(Saved data entries)

//! Single-node ("all-in-one") Ignition config (`aio.ign`)
//!
//! One node runs the whole control plane with upstream kubelet, kubectl and
//! kube-proxy binaries fetched at first boot.

use crate::asset::{Asset, AssetFile, AssetKind, AssetType, FileFetcher, Parents};
use crate::error::{KvinstallError, KvinstallResult};
use crate::ignition::bootstrap::{KUBECONFIG_KINDS, ROOT_CA_PATH, ROOT_DIR, TLS_KINDS};
use crate::ignition::files::{add_parent_files, file_from_string, file_from_url, replace_or_append};
use crate::ignition::load_config;
use crate::ignition::render::{add_storage_files, add_systemd_units};
use crate::ignition::types::{Config, PasswdUser};
use crate::installconfig::cidr::Cidr;
use crate::installconfig::types::InstallConfig;
use crate::installconfig::{InstallConfigAsset, ReleaseImage};
use crate::kubeconfig::KubeconfigAsset;
use crate::manifests::{Manifests, Proxy};
use crate::tls::{self, TlsAsset};
use serde::Serialize;
use tracing::debug;

pub const AIO_FILENAME: &str = "aio.ign";

const KUBE_RELEASE_URL: &str = "https://storage.googleapis.com/kubernetes-release/release/v1.20.4/bin/linux/amd64";
const KUBE_BINARIES: &[&str] = &["kubelet", "kubectl", "kube-proxy"];

const ENABLED_UNITS: &[&str] = &[
    "kubelet.service",
    "kube-proxy.service",
    "aiokube.service",
    "approve-csr.service",
];

/// Variables visible to the all-in-one templates
#[derive(Debug, Clone, Serialize)]
pub struct TemplateData {
    pub release_image: String,
    pub cluster_domain: String,
    pub etcd_cluster: String,
    pub cluster_dns_ip: String,
    pub pull_secret: String,
    pub cluster_network: String,
}

/// Single control plane replica and no compute replicas
pub fn check_replicas(config: &InstallConfig) -> KvinstallResult<()> {
    if config.control_plane_replicas() != 1 {
        return Err(KvinstallError::ReplicaCount(
            "All-in-one configurations must use a single control plane replica".to_string(),
        ));
    }
    if config
        .compute
        .iter()
        .any(|pool| pool.replicas.is_some_and(|r| r != 0))
    {
        return Err(KvinstallError::ReplicaCount(
            "All-in-one configurations do not support compute replicas".to_string(),
        ));
    }
    Ok(())
}

/// Tenth address of the service network
pub fn cluster_dns_ip(service_network: &str) -> KvinstallResult<String> {
    Ok(Cidr::parse(service_network)?.host(10)?.to_string())
}

fn template_data(config: &InstallConfig, release_image: &str) -> KvinstallResult<TemplateData> {
    check_replicas(config)?;

    let service_network = config
        .networking
        .service_network
        .first()
        .ok_or_else(|| KvinstallError::Internal("no service network".to_string()))?;
    let cluster_network = config
        .networking
        .cluster_network
        .first()
        .ok_or_else(|| KvinstallError::Internal("no cluster network".to_string()))?;
    let domain = config.cluster_domain();

    Ok(TemplateData {
        release_image: release_image.to_string(),
        etcd_cluster: format!("https://etcd-0.{}:2379", domain),
        cluster_dns_ip: cluster_dns_ip(service_network)?,
        cluster_domain: domain,
        pull_secret: config.pull_secret.clone(),
        cluster_network: cluster_network.cidr.clone(),
    })
}

/// `aio.ign`
#[derive(Default)]
pub struct Aio {
    config: Option<Config>,
    file: Option<AssetFile>,
}

impl Aio {
    pub fn config(&self) -> Option<&Config> {
        self.config.as_ref()
    }
}

impl Asset for Aio {
    fn kind(&self) -> AssetKind {
        AssetKind::Aio
    }

    fn dependencies(&self) -> Vec<Box<dyn Asset>> {
        let mut deps: Vec<Box<dyn Asset>> = vec![
            Box::new(InstallConfigAsset::default()),
            Box::new(Manifests::default()),
            Box::new(Proxy::default()),
            Box::new(ReleaseImage::default()),
        ];
        deps.extend(KUBECONFIG_KINDS.iter().map(|k| KubeconfigAsset::boxed(*k)));
        deps.extend(TLS_KINDS.iter().map(|k| TlsAsset::boxed(*k)));
        deps
    }

    fn generate(&mut self, parents: &Parents) -> KvinstallResult<()> {
        let install_config = parents.get::<InstallConfigAsset>()?.config()?;
        let release_image = parents.get::<ReleaseImage>()?;
        let data = template_data(install_config, &release_image.pull_spec)?;
        let tree = parents.templates();

        let mut config = Config::new();
        add_storage_files(&mut config, tree, "/", "aio/files", &data)?;

        for binary in KUBE_BINARIES {
            replace_or_append(
                &mut config.storage.files,
                file_from_url(
                    &format!("/usr/local/bin/{}", binary),
                    "root",
                    0o755,
                    &format!("{}/{}", KUBE_RELEASE_URL, binary),
                ),
            );
        }

        add_systemd_units(&mut config, tree, "aio/systemd/units", &data, ENABLED_UNITS)?;

        add_parent_files(&mut config, parents, ROOT_DIR, "root", 0o644, &[AssetKind::Manifests])?;
        add_parent_files(&mut config, parents, ROOT_DIR, "root", 0o600, KUBECONFIG_KINDS)?;
        add_parent_files(&mut config, parents, ROOT_DIR, "root", 0o600, TLS_KINDS)?;

        let root_ca = tls::material(parents, AssetKind::RootCa)?;
        replace_or_append(
            &mut config.storage.files,
            file_from_string(ROOT_CA_PATH, "root", 0o644, &root_ca.cert_pem),
        );

        config
            .passwd
            .users
            .push(PasswdUser::with_keys("core", [install_config.ssh_key.as_str()]));

        debug!("All-in-one config has {} files", config.storage.files.len());
        self.file = Some(AssetFile::new(AIO_FILENAME, config.marshal()?));
        self.config = Some(config);
        Ok(())
    }

    fn files(&self) -> Vec<&AssetFile> {
        self.file.iter().collect()
    }

    fn load(&mut self, fetcher: &dyn FileFetcher) -> KvinstallResult<bool> {
        let Some((config, file)) = load_config(fetcher, AIO_FILENAME, self.name())? else {
            return Ok(false);
        };
        self.config = Some(config);
        self.file = Some(file);
        Ok(true)
    }
}

impl AssetType for Aio {
    const KIND: AssetKind = AssetKind::Aio;
}
//! CLI argument definitions using clap derive

use clap::{ArgAction, Args, Parser, Subcommand};
use std::path::PathBuf;

/// kvinstall - cluster installer
///
/// Generates manifests, certificates and Ignition configs from
/// install-config.yaml, and tears down clusters hosted on KubeVirt.
#[derive(Parser, Debug)]
#[command(name = "kvinstall")]
#[command(author, version, about, long_about = None)]
#[command(propagate_version = true)]
pub struct Cli {
    /// Subcommand to execute
    #[command(subcommand)]
    pub command: Commands,

    /// Increase verbosity (-v info, -vv debug)
    #[arg(short, long, global = true, action = ArgAction::Count)]
    pub verbose: u8,

    /// Configuration file path
    #[arg(short, long, global = true, env = "KVINSTALL_CONFIG")]
    pub config: Option<PathBuf>,
}

/// Available commands
#[derive(Subcommand, Debug)]
pub enum Commands {
    /// Generate install assets
    Create(CreateArgs),

    /// Validate install-config.yaml and the infra cluster
    Validate(AssetDirArgs),

    /// Tear down a cluster
    Destroy(DestroyArgs),

    /// Show or initialize configuration
    Config(ConfigArgs),
}

/// Options shared by commands that work on an asset directory
#[derive(Args, Debug, Clone, Default)]
pub struct AssetDirArgs {
    /// Asset directory (defaults to assets.dir from the config)
    #[arg(short, long)]
    pub dir: Option<PathBuf>,

    /// Skip the checks against the KubeVirt infra cluster
    #[arg(long)]
    pub skip_infra_validation: bool,
}

/// Arguments for the create command
#[derive(Parser, Debug)]
pub struct CreateArgs {
    /// What to generate
    #[command(subcommand)]
    pub target: CreateTarget,
}

/// Create targets
#[derive(Subcommand, Debug)]
pub enum CreateTarget {
    /// Cluster manifests and machine configs
    Manifests(AssetDirArgs),

    /// Bootstrap, master and worker Ignition configs
    IgnitionConfigs(AssetDirArgs),

    /// All-in-one Ignition config for a single node cluster
    SingleNodeIgnitionConfig(AssetDirArgs),
}

impl CreateTarget {
    pub fn dir_args(&self) -> &AssetDirArgs {
        match self {
            Self::Manifests(args)
            | Self::IgnitionConfigs(args)
            | Self::SingleNodeIgnitionConfig(args) => args,
        }
    }
}

/// Arguments for the destroy command
#[derive(Parser, Debug)]
pub struct DestroyArgs {
    /// What to destroy
    #[command(subcommand)]
    pub target: DestroyTarget,
}

/// Destroy targets
#[derive(Subcommand, Debug)]
pub enum DestroyTarget {
    /// Delete every infra resource owned by the cluster
    Cluster {
        /// Asset directory holding metadata.json
        #[arg(short, long)]
        dir: Option<PathBuf>,
    },
}

/// Arguments for the config command
#[derive(Parser, Debug)]
pub struct ConfigArgs {
    /// Subcommand for config
    #[command(subcommand)]
    pub action: Option<ConfigAction>,
}

/// Config subcommands
#[derive(Subcommand, Debug)]
pub enum ConfigAction {
    /// Show current configuration
    Show,

    /// Show configuration file path
    Path,

    /// Initialize default configuration
    Init {
        /// Overwrite existing configuration
        #[arg(short, long)]
        force: bool,
    },
}

#[cfg(test)]
mod tests {
    use super::*;

    #[test]
    fn cli_parses_create_manifests() {
        let cli = Cli::parse_from(["kvinstall", "create", "manifests", "--dir", "/tmp/c"]);
        match cli.command {
            Commands::Create(args) => match args.target {
                CreateTarget::Manifests(dir) => {
                    assert_eq!(dir.dir, Some(PathBuf::from("/tmp/c")));
                    assert!(!dir.skip_infra_validation);
                }
                _ => panic!("expected manifests target"),
            },
            _ => panic!("expected Create command"),
        }
    }

    #[test]
    fn cli_parses_create_ignition_configs() {
        let cli = Cli::parse_from([
            "kvinstall",
            "create",
            "ignition-configs",
            "--skip-infra-validation",
        ]);
        match cli.command {
            Commands::Create(args) => {
                assert!(matches!(args.target, CreateTarget::IgnitionConfigs(_)));
                assert!(args.target.dir_args().skip_infra_validation);
                assert!(args.target.dir_args().dir.is_none());
            }
            _ => panic!("expected Create command"),
        }
    }

    #[test]
    fn cli_parses_single_node() {
        let cli = Cli::parse_from(["kvinstall", "create", "single-node-ignition-config"]);
        match cli.command {
            Commands::Create(args) => {
                assert!(matches!(args.target, CreateTarget::SingleNodeIgnitionConfig(_)))
            }
            _ => panic!("expected Create command"),
        }
    }

    #[test]
    fn cli_parses_destroy_cluster() {
        let cli = Cli::parse_from(["kvinstall", "destroy", "cluster", "-d", "assets"]);
        match cli.command {
            Commands::Destroy(args) => match args.target {
                DestroyTarget::Cluster { dir } => assert_eq!(dir, Some(PathBuf::from("assets"))),
            },
            _ => panic!("expected Destroy command"),
        }
    }

    #[test]
    fn cli_parses_config_init_force() {
        let cli = Cli::parse_from(["kvinstall", "config", "init", "--force"]);
        match cli.command {
            Commands::Config(args) => {
                assert!(matches!(args.action, Some(ConfigAction::Init { force: true })))
            }
            _ => panic!("expected Config command"),
        }
    }

    #[test]
    fn cli_rejects_unknown_target() {
        assert!(Cli::try_parse_from(["kvinstall", "create", "cluster"]).is_err());
    }

    #[test]
    fn cli_verbose_levels() {
        let cli = Cli::parse_from(["kvinstall", "validate"]);
        assert_eq!(cli.verbose, 0);

        let cli = Cli::parse_from(["kvinstall", "-v", "validate"]);
        assert_eq!(cli.verbose, 1);

        let cli = Cli::parse_from(["kvinstall", "-vv", "validate"]);
        assert_eq!(cli.verbose, 2);
    }
}
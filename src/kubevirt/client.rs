//! Infra cluster access used by validation and destroy

use crate::error::KvinstallResult;
use async_trait::async_trait;
use std::collections::BTreeMap;

#[cfg(test)]
use mockall::automock;

/// Label selector as key/value pairs
pub type Labels = BTreeMap<String, String>;

/// Operations the installer needs from the infra cluster
///
/// Getters return `Ok(())` when the object exists and an error otherwise.
/// Deletes with `wait` block until the object is gone.
#[cfg_attr(test, automock)]
#[async_trait]
pub trait InfraClient: Send + Sync {
    async fn list_namespaces(&self) -> KvinstallResult<Vec<String>>;

    async fn get_namespace(&self, name: &str) -> KvinstallResult<()>;

    async fn get_storage_class(&self, name: &str) -> KvinstallResult<()>;

    async fn get_network_attachment_definition(
        &self,
        name: &str,
        namespace: &str,
    ) -> KvinstallResult<()>;

    async fn list_virtual_machine_names(
        &self,
        namespace: &str,
        labels: &Labels,
    ) -> KvinstallResult<Vec<String>>;

    async fn delete_virtual_machine(
        &self,
        namespace: &str,
        name: &str,
        wait: bool,
    ) -> KvinstallResult<()>;

    async fn list_data_volume_names(
        &self,
        namespace: &str,
        labels: &Labels,
    ) -> KvinstallResult<Vec<String>>;

    async fn delete_data_volume(&self, namespace: &str, name: &str, wait: bool)
        -> KvinstallResult<()>;

    async fn list_secret_names(
        &self,
        namespace: &str,
        labels: &Labels,
    ) -> KvinstallResult<Vec<String>>;

    async fn delete_secret(&self, namespace: &str, name: &str, wait: bool) -> KvinstallResult<()>;
}
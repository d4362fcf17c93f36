//! Terminal output for commands
//!
//! Uses `cliclack` on an interactive terminal and falls back to plain,
//! prefix-tagged lines in CI and when output is piped.
//!
//! ```rust,ignore
//! use kvinstall::ui::{self, UiContext};
//!
//! let ctx = UiContext::detect();
//! ui::intro(&ctx, "Creating manifests");
//! ui::step_ok(&ctx, "manifests/cluster-config.yaml");
//! ui::outro_success(&ctx, "Wrote 1 files");
//! ```

mod context;
mod output;

pub use context::UiContext;
pub use output::{
    intro, key_value, outro_success, step_info, step_ok, step_ok_detail, step_warn_hint,
};
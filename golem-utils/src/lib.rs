//! # Golem Utils
//!
//! Shared building blocks for the golem crates: vector math, block
//! positions, resource locations, the Java-compatible random source and
//! lock aliases.

pub mod locks;
pub mod math;
pub mod random;
pub mod types;

pub use types::{BlockPos, ResourceLocation};
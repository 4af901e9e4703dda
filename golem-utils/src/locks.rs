//! Lock alias so callers do not depend on the lock crate directly.

/// Synchronous reader/writer lock.
pub type SyncRwLock<T> = parking_lot::RwLock<T>;
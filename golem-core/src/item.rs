//! Minimal item stacks, enough for interactions that consume items.

use golem_utils::ResourceLocation;

/// Item keys referenced by the golem.
pub mod items {
    use golem_utils::ResourceLocation;

    /// Default repair material.
    pub const IRON_INGOT: ResourceLocation = ResourceLocation::vanilla_static("iron_ingot");
    /// A flower, offered by golems.
    pub const POPPY: ResourceLocation = ResourceLocation::vanilla_static("poppy");
    /// Placeholder for an empty stack.
    pub const AIR: ResourceLocation = ResourceLocation::vanilla_static("air");
}

/// A stack of a single item type.
#[derive(Debug, Clone, PartialEq, Eq)]
pub struct ItemStack {
    item: ResourceLocation,
    count: i32,
}

impl ItemStack {
    /// Creates a stack of `count` items.
    #[must_use]
    pub fn new(item: ResourceLocation, count: i32) -> Self {
        Self { item, count }
    }

    /// The empty stack.
    #[must_use]
    pub fn empty() -> Self {
        Self::new(items::AIR, 0)
    }

    /// Returns true if the stack holds nothing.
    #[must_use]
    pub fn is_empty(&self) -> bool {
        self.count <= 0 || self.item == items::AIR
    }

    /// Returns true if the stack is non-empty and holds `item`.
    #[must_use]
    pub fn is(&self, item: &ResourceLocation) -> bool {
        !self.is_empty() && &self.item == item
    }

    /// Number of items in the stack.
    #[must_use]
    pub fn count(&self) -> i32 {
        self.count
    }

    /// Removes `amount` items, leaving an empty stack if it runs out.
    pub fn shrink(&mut self, amount: i32) {
        self.count -= amount;
        if self.count <= 0 {
            *self = Self::empty();
        }
    }
}
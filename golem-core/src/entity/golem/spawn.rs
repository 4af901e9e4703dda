//! Spawn placement checks.

use golem_utils::BlockPos;

use super::EnderiteGolem;
use crate::entity::Entity;
use crate::level::LevelReader;

impl EnderiteGolem {
    /// Whether the golem fits where it stands: solid ground below, two free
    /// blocks of headroom and nothing else occupying its box.
    #[must_use]
    pub fn check_spawn_obstruction(&self, reader: &dyn LevelReader) -> bool {
        let base = BlockPos::containing(self.position());

        if !reader.entity_can_stand_on(base.below()) {
            return false;
        }

        for height in 1..3 {
            let pos = base.above(height);
            if !reader.is_valid_empty_spawn_block(pos) || reader.has_fluid(pos) {
                return false;
            }
        }

        reader.is_valid_empty_spawn_block(base)
            && !reader.has_fluid(base)
            && reader.is_unobstructed(&self.bounding_box())
    }
}
//! Sound events played by the golem.

/// A sound the golem asks the host to play.
#[derive(Debug, Clone, Copy, PartialEq, Eq, Hash)]
pub enum SoundEvent {
    /// Melee swing.
    IronGolemAttack,
    /// Crackiness got worse.
    IronGolemDamage,
    /// Took damage.
    IronGolemHurt,
    /// Died.
    IronGolemDeath,
    /// Repaired with an item.
    IronGolemRepair,
    /// Footstep.
    IronGolemStep,
}
//! # Golem Core
//!
//! The Enderite Golem entity and the small slice of entity plumbing it
//! needs: synced entity data, attributes, NBT persistence, the anger
//! tracker, the damage-state classifier and the AI goal tables.
//!
//! The surrounding game engine is reached only through the traits in
//! [`level`]; world simulation, pathfinding and rendering stay on the
//! host side.

pub mod config;
pub mod entity;
pub mod interaction;
pub mod item;
pub mod level;
pub mod sound;

#[cfg(test)]
pub(crate) mod test_support;

pub use config::{ConfigError, GolemConfig};
pub use entity::golem::EnderiteGolem;
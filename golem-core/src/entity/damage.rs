//! Damage sources.

use super::EntityRef;

/// What kind of damage is being dealt.
#[derive(Debug, Clone, Copy, PartialEq, Eq)]
pub enum DamageKind {
    /// Melee hit from a mob.
    MobAttack,
    /// Melee hit from a player.
    PlayerAttack,
    /// Damage with no particular cause.
    Generic,
}

/// Where a piece of damage came from.
#[derive(Debug, Clone, Copy, PartialEq, Eq)]
pub struct DamageSource {
    kind: DamageKind,
    attacker: Option<EntityRef>,
}

impl DamageSource {
    /// Creates a source of the given kind.
    #[must_use]
    pub const fn new(kind: DamageKind, attacker: Option<EntityRef>) -> Self {
        Self { kind, attacker }
    }

    /// Melee damage from a mob.
    #[must_use]
    pub const fn mob_attack(attacker: EntityRef) -> Self {
        Self::new(DamageKind::MobAttack, Some(attacker))
    }

    /// Melee damage from a player.
    #[must_use]
    pub const fn player_attack(attacker: EntityRef) -> Self {
        Self::new(DamageKind::PlayerAttack, Some(attacker))
    }

    /// Damage without an attacker.
    #[must_use]
    pub const fn generic() -> Self {
        Self::new(DamageKind::Generic, None)
    }

    /// The kind of damage.
    #[must_use]
    pub const fn kind(&self) -> DamageKind {
        self.kind
    }

    /// The entity responsible, if any.
    #[must_use]
    pub const fn attacker(&self) -> Option<EntityRef> {
        self.attacker
    }
}
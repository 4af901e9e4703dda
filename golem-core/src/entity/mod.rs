//! Entity system
//!
//! The parts of the entity framework the golem relies on: identity, synced
//! data, attributes, damage sources, entity events and NBT helpers, plus the
//! golem itself.

pub mod anger;
pub mod attributes;
pub mod crackiness;
pub mod damage;
pub mod entity_data;
pub mod event;
pub mod goals;
pub mod golem;
pub mod nbt;

pub use entity_data::{EntityData, EntityDataAccessor, EntityDataValue, IntoEntityData};

use golem_utils::math::Vector3;
use uuid::Uuid;

/// Coarse entity categories the golem's rules care about.
#[derive(Debug, Clone, Copy, PartialEq, Eq, Hash)]
pub enum EntityKind {
    /// A player.
    Player,
    /// A creeper; an enemy the golem leaves alone.
    Creeper,
    /// Any other hostile mob.
    Monster,
    /// Iron golems, snow golems and the like.
    Golem,
    /// Passive mobs.
    Animal,
    /// Non-mob entities such as items or projectiles.
    Other,
}

impl EntityKind {
    /// Hostile mobs, creepers included.
    #[must_use]
    pub const fn is_enemy(self) -> bool {
        matches!(self, Self::Monster | Self::Creeper)
    }

    /// Any mob that is not a player.
    #[must_use]
    pub const fn is_mob(self) -> bool {
        !matches!(self, Self::Player | Self::Other)
    }
}

/// A handle to another entity: its UUID and what kind it is.
#[derive(Debug, Clone, Copy, PartialEq, Eq, Hash)]
pub struct EntityRef {
    /// Entity UUID
    pub uuid: Uuid,
    /// Entity kind
    pub kind: EntityKind,
}

impl EntityRef {
    /// Convenience constructor.
    #[must_use]
    pub const fn new(uuid: Uuid, kind: EntityKind) -> Self {
        Self { uuid, kind }
    }
}

/// Core entity trait
pub trait Entity {
    /// Get the entity's network ID
    fn entity_id(&self) -> i32;

    /// Get the entity's UUID
    fn uuid(&self) -> Uuid;

    /// Get the entity's kind
    fn kind(&self) -> EntityKind;

    /// Get the entity's position
    fn position(&self) -> Vector3<f64>;

    /// Get the entity's velocity/delta movement
    fn delta_movement(&self) -> Vector3<f64>;

    /// Get the entity's synchronized data
    fn entity_data(&self) -> &EntityData;

    /// Handle for referring to this entity from others.
    fn entity_ref(&self) -> EntityRef {
        EntityRef {
            uuid: self.uuid(),
            kind: self.kind(),
        }
    }
}

/// State shared by every entity.
pub struct BaseEntity {
    /// Network entity ID
    pub entity_id: i32,

    /// Entity UUID
    pub uuid: Uuid,

    /// Entity position
    pub position: Vector3<f64>,

    /// Entity velocity/delta movement
    pub delta_movement: Vector3<f64>,

    /// Synchronized entity data
    pub entity_data: EntityData,
}

impl BaseEntity {
    /// Creates a new base entity with the default synced fields defined.
    #[must_use]
    pub fn new(entity_id: i32, uuid: Uuid, position: Vector3<f64>) -> Self {
        let mut entity_data = EntityData::new(entity_id);

        entity_data.define(EntityDataAccessor::SHARED_FLAGS, 0u8);
        entity_data.define(EntityDataAccessor::AIR_SUPPLY, 300i32);
        entity_data.define(EntityDataAccessor::SILENT, false);
        entity_data.define(EntityDataAccessor::NO_GRAVITY, false);

        Self {
            entity_id,
            uuid,
            position,
            delta_movement: Vector3::default(),
            entity_data,
        }
    }
}

/// A trait for living entities that can take damage, heal, and die.
pub trait LivingEntity: Entity {
    /// Gets the current health of the entity.
    fn get_health(&self) -> f32;

    /// Sets the health of the entity, clamped between 0 and max health.
    fn set_health(&mut self, health: f32);

    /// Gets the maximum health of the entity.
    fn get_max_health(&self) -> f32;

    /// Heals the entity by the specified amount.
    fn heal(&mut self, amount: f32) {
        let current_health = self.get_health();
        if current_health > 0.0 {
            self.set_health(current_health + amount);
        }
    }

    /// Returns true if the entity is dead or dying (health <= 0).
    fn is_dead_or_dying(&self) -> bool {
        self.get_health() <= 0.0
    }
}
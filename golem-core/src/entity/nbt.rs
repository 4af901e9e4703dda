//! NBT helpers for entity save data.
//!
//! Readers are lenient: a tag of an unexpected type reads as `None` so the
//! caller can fall back to its default.

use simdnbt::owned::{NbtCompound, NbtTag};
use uuid::Uuid;

/// Helper to parse boolean from NBT (accepts Byte or Int)
#[must_use]
pub fn nbt_bool(tag: &NbtTag) -> Option<bool> {
    match tag {
        NbtTag::Byte(b) => Some(*b != 0),
        NbtTag::Int(i) => Some(*i != 0),
        _ => None,
    }
}

/// Helper to parse i32 from NBT
#[must_use]
pub fn nbt_i32(tag: &NbtTag) -> Option<i32> {
    match tag {
        NbtTag::Byte(b) => Some(i32::from(*b)),
        NbtTag::Short(s) => Some(i32::from(*s)),
        NbtTag::Int(i) => Some(*i),
        _ => None,
    }
}

/// Helper to parse f32 from NBT
#[must_use]
pub fn nbt_f32(tag: &NbtTag) -> Option<f32> {
    match tag {
        NbtTag::Float(f) => Some(*f),
        NbtTag::Double(d) => Some(*d as f32),
        NbtTag::Int(i) => Some(*i as f32),
        _ => None,
    }
}

/// Parses a UUID stored as four big-endian ints, most significant first.
#[must_use]
pub fn nbt_uuid(tag: &NbtTag) -> Option<Uuid> {
    let NbtTag::IntArray(ints) = tag else {
        return None;
    };
    let [a, b, c, d] = ints.as_slice() else {
        return None;
    };

    let most = (u64::from(*a as u32) << 32) | u64::from(*b as u32);
    let least = (u64::from(*c as u32) << 32) | u64::from(*d as u32);
    Some(Uuid::from_u64_pair(most, least))
}

/// Encodes a UUID as the four-int array used in save files.
#[must_use]
pub fn uuid_to_nbt(uuid: Uuid) -> NbtTag {
    let (most, least) = uuid.as_u64_pair();
    NbtTag::IntArray(vec![
        (most >> 32) as i32,
        most as i32,
        (least >> 32) as i32,
        least as i32,
    ])
}

/// Writes a boolean the way the game does, as a byte.
pub fn put_bool(nbt: &mut NbtCompound, key: &str, value: bool) {
    nbt.insert(key, NbtTag::Byte(i8::from(value)));
}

- WHAT THIS TASK INVOLVES:
Set the entries down again exactly, beginning with their first line and ending with the line that contains "use crate::ignition::load_config;"; omit all other lines.

- TASK RESPONSE:
//! Single-node ("all-in-one") Ignition config (`aio.ign`)
//!
//! One node runs the whole control plane with upstream kubelet, kubectl and
//! kube-proxy binaries fetched at first boot.

use crate::asset::{Asset, AssetFile, AssetKind, AssetType, FileFetcher, Parents};
use crate::error::{KvinstallError, KvinstallResult};
use crate::ignition::bootstrap::{KUBECONFIG_KINDS, ROOT_CA_PATH, ROOT_DIR, TLS_KINDS};
use crate::ignition::files::{add_parent_files, file_from_string, file_from_url, replace_or_append};
use crate::ignition::load_config;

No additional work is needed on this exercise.